Copy out all lines from the entries below in which "uniform" occurs.

---------- Material for this exercise

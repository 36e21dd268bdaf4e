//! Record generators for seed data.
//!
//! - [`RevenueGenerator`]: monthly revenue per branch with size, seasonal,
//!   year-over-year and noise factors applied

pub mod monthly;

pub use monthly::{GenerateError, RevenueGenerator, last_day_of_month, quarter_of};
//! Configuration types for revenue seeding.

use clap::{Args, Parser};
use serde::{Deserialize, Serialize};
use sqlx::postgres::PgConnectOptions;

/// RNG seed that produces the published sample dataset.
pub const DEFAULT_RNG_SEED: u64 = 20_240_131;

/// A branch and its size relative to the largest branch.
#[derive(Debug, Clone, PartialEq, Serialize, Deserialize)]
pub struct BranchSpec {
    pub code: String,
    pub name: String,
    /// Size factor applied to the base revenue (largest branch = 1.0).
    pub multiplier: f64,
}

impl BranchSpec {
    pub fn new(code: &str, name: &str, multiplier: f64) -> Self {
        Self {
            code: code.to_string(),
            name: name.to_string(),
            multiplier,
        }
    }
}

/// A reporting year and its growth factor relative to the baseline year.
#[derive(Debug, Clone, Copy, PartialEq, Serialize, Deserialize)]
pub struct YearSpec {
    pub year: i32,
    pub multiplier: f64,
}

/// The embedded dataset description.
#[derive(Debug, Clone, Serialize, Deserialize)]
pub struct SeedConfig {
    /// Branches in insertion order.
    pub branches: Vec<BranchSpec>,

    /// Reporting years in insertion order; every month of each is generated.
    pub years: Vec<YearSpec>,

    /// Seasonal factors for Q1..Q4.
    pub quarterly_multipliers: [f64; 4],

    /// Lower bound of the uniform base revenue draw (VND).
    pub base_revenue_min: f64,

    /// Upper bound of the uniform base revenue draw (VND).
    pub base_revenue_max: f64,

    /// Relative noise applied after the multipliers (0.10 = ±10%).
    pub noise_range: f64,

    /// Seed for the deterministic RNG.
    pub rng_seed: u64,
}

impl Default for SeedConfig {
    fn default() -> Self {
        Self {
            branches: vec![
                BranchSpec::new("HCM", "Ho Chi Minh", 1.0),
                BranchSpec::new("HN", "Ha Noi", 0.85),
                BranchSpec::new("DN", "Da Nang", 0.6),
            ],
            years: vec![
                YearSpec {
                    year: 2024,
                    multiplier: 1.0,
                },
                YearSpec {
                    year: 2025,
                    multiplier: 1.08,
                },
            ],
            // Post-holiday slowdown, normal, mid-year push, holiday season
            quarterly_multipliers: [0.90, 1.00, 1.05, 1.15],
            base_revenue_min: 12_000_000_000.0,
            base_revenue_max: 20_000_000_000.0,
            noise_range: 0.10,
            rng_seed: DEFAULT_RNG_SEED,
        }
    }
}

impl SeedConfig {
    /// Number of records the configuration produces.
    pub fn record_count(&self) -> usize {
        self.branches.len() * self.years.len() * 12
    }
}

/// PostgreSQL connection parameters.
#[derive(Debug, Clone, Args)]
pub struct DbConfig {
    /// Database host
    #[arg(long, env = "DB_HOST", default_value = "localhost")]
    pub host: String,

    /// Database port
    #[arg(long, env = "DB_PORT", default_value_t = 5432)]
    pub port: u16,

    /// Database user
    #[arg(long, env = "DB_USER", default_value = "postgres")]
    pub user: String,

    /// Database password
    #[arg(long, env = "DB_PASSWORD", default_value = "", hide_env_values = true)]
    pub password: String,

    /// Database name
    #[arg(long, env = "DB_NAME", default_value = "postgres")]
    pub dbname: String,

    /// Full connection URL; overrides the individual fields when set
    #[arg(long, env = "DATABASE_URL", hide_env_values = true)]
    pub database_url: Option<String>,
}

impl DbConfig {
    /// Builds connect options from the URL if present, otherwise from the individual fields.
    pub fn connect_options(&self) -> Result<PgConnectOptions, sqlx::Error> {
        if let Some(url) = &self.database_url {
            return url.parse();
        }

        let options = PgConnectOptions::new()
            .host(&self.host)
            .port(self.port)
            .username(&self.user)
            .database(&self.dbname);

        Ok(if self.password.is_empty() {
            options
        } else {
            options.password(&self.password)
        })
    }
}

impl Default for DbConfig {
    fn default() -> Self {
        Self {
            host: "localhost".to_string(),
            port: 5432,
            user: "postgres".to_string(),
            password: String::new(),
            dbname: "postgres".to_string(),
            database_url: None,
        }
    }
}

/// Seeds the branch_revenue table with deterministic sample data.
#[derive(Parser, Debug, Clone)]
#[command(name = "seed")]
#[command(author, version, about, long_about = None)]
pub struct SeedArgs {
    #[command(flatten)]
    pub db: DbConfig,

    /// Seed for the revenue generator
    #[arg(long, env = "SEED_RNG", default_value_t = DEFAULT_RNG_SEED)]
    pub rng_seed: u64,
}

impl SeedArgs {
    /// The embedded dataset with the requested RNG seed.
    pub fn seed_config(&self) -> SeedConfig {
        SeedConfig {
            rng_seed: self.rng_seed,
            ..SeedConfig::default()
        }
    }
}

--------------------

* [Answer to this exercise]
    /// Lower bound of the uniform base revenue draw (VND).
    /// Upper bound of the uniform base revenue draw (VND).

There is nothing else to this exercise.